Escape orientation in arthropods is a highly stereotyped, quick and precise behavior based on a proper recognition of stimuli announcing imminent danger from a predator attack. The escape behavior is triggered by physical stimuli which need to be detected (air-flow, pressure, sound, vibrations, mechanical forces,…), locally amplified and filtered by specialized sense organs, transmitted, processed and integrated into a perception pattern which will control response. For preys, the sensory apparatus as well as the neural mechanisms which have been studied in greatest detail occur in crickets, for which we have a good understanding at the cellular and neuronal level. The stimuli resulting escape reactions in these cases are known to be air currents produced by an approaching predator, being a flying or running wasp or the tongue of a toad. The results obtained so far seem to apply also fairly well to the escape mechanisms of cockroaches and have strong similarities to the startling mechanisms of caterpillars and crayfishes. Thus, while we will use preferentially one species of cricket, we expect our results to be of wide relevance for many other insect groups and even for crustaceans living in water.

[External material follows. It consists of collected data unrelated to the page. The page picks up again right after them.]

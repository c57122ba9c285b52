//! Hard reset and recovery.
//!
//! A hard reset goes through the host diagnostic register, which is locked behind a write
//! sequence. If the controller boots from a host-provided image, the cached image is pushed back
//! through the diagnostic read/write window before the controller is released from reset.
//!
//! Recovery wraps a hard reset with the consumer notifications and the bookkeeping that makes
//! in-flight work disappear cleanly, then reruns the bring-up pass. If that pass fails the
//! controller is declared dead.

use std::sync::atomic::Ordering;

use mpt_protocol::regs::{HostDiagnostic, WRITE_SEQUENCE_KEYS, WRITE_SEQUENCE_LOCK};
use mpt_protocol::Register;

use crate::bringup::Phase;
use crate::error::BringUpError;
use crate::ioc::{Ioc, Queues};
use crate::poll::{poll_until, retry};
use crate::registry::ResetPhase;
use crate::sync::lock;

impl Ioc {
    fn host_diag(&self) -> HostDiagnostic {
        HostDiagnostic::from_bits_retain(self.hw.read_reg(Register::HostDiagnostic))
    }

    fn unlock_diag(&self) -> Result<(), BringUpError> {
        retry(self.config.write_sequence_retries, self.register_poll(), |attempt| {
            self.hw.write_reg(Register::WriteSequence, WRITE_SEQUENCE_LOCK);
            for key in WRITE_SEQUENCE_KEYS {
                self.hw.write_reg(Register::WriteSequence, key);
            }
            if self.host_diag().contains(HostDiagnostic::DRWE) {
                Ok(())
            } else {
                tracing::debug!(ioc = %self.name, attempt, "diagnostic write enable not set yet");
                Err(BringUpError::ResetFailed("diagnostic write enable never set"))
            }
        })
    }

    /// Resets the adapter through the diagnostic register and waits for READY.
    pub(crate) fn hard_reset(&self) -> Result<(), BringUpError> {
        tracing::info!(ioc = %self.name, "hard reset");
        self.unlock_diag()?;

        let firmware = self.cached_firmware();
        let mut diag = self.host_diag() | HostDiagnostic::RESET_ADAPTER;
        if firmware.is_some() {
            diag |= HostDiagnostic::DISABLE_ARM;
        }
        self.hw.write_reg(Register::HostDiagnostic, diag.bits());

        poll_until(
            self.config.reset_poll_interval(),
            self.config.reset_timeout(),
            || (!self.host_diag().contains(HostDiagnostic::RESET_ADAPTER)).then_some(()),
        )
        .map_err(|_| BringUpError::ResetFailed("adapter reset did not complete"))?;

        if let Some(image) = firmware {
            self.download_boot(&image);
        }

        let diag = self.host_diag() - HostDiagnostic::RESET_HISTORY;
        self.hw.write_reg(Register::HostDiagnostic, diag.bits());
        self.hw.write_reg(Register::WriteSequence, WRITE_SEQUENCE_LOCK);

        self.wait_ready()
    }

    /// Pushes the cached firmware image through the diagnostic window and lets the
    /// controller boot it.
    fn download_boot(&self, image: &[u8]) {
        tracing::info!(ioc = %self.name, bytes = image.len(), "download boot");
        self.hw.write_reg(Register::DiagRwAddress, 0);
        for chunk in image.chunks(4) {
            let mut word = [0u8; 4];
            word[..chunk.len()].copy_from_slice(chunk);
            self.hw.write_reg(Register::DiagRwData, u32::from_le_bytes(word));
        }
        let diag = self.host_diag() - (HostDiagnostic::DISABLE_ARM | HostDiagnostic::PREVENT_IOC_BOOT);
        self.hw.write_reg(Register::HostDiagnostic, diag.bits());
    }

    /// Returns every frame the controller holds, except `retain`, to the free list. A waiter
    /// whose command was on one of them is woken with `ResetOccurred`.
    pub(crate) fn reclaim_in_flight(&self, q: &Queues, retain: Option<u16>) -> usize {
        let mut reclaimed = 0;
        for (index, cb) in q.arena.in_flight() {
            if Some(index) == retain {
                continue;
            }
            for record in &self.pending {
                if record.pending_frame() == Some(index) {
                    record.reset_occurred();
                }
            }
            q.chains.release_for_request(index);
            if let Err(err) = q.arena.release(index) {
                tracing::warn!(ioc = %self.name, %err, "reclaim");
                continue;
            }
            tracing::debug!(ioc = %self.name, req_idx = index, cb_idx = cb.get(), "reclaimed frame");
            reclaimed += 1;
        }
        reclaimed
    }

    fn notify_reset(&self, phase: ResetPhase) {
        for (cb, handler) in self.registry.reset_handlers() {
            tracing::trace!(ioc = %self.name, cb_idx = cb.get(), ?phase, "reset handler");
            handler(self, phase);
        }
    }

    /// Resets the controller and brings it back to OPERATIONAL.
    ///
    /// Concurrent callers coalesce: a caller that waited on another recovery returns that
    /// recovery's outcome instead of resetting again.
    pub fn recover(&self, reason: &str) -> Result<(), BringUpError> {
        let seen = self.generation.load(Ordering::Acquire);
        let _serial = lock(&self.recovery_lock);
        if self.phase() == Phase::Dead {
            return Err(BringUpError::Dead);
        }
        if self.generation.load(Ordering::Acquire) != seen {
            tracing::debug!(ioc = %self.name, reason, "recovery already done by another caller");
            return Ok(());
        }

        tracing::warn!(ioc = %self.name, reason, "recovering controller");
        self.recoveries.fetch_add(1, Ordering::Relaxed);
        self.set_phase(Phase::Recovering);
        self.resetting.store(true, Ordering::Release);
        self.notify_reset(ResetPhase::Setup);

        if let Some(q) = self.queues.get() {
            q.arena.set_active(false);
        }
        let reset = self.hard_reset();

        self.notify_reset(ResetPhase::Pre);
        for record in &self.pending {
            record.reset_occurred();
        }
        if let Some(q) = self.queues.get() {
            let _order = lock(&self.dispatch_lock);
            let reclaimed = self.reclaim_in_flight(q, None);
            tracing::debug!(ioc = %self.name, reclaimed, "in-flight frames reclaimed");
        }
        lock(&self.event_frame).take();
        self.events_enabled.store(false, Ordering::Release);

        let res = reset.and_then(|()| self.bring_up_pass());
        self.generation.fetch_add(1, Ordering::AcqRel);
        self.resetting.store(false, Ordering::Release);

        match res {
            Ok(()) => {
                self.notify_reset(ResetPhase::Post);
                tracing::info!(ioc = %self.name, "recovery complete");
                Ok(())
            }
            Err(err) => {
                tracing::error!(ioc = %self.name, %err, "recovery failed; controller is dead");
                self.set_phase(Phase::Dead);
                if let Some(q) = self.queues.get() {
                    q.arena.set_active(false);
                }
                for record in &self.pending {
                    record.reset_occurred();
                }
                self.hw.remove_device();
                Err(err)
            }
        }
    }
}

By contrast to the large number of physiologically and neuro-ethological oriented studies, we know almost nothing about the selection forces having led to the appearance and conservation of this sensory and perception system. In particular, we do not known which are the main predators, in the field, of these crickets. Hence, we do not know much about the form of the stimuli and their time/space representation both in physical terms and as perceived by the prey. These biologically oriented questions urgently require answer even from the technology point of view, as selection pressures determine the degree of precision of the sensors, danger perception and escape reactions of the preys.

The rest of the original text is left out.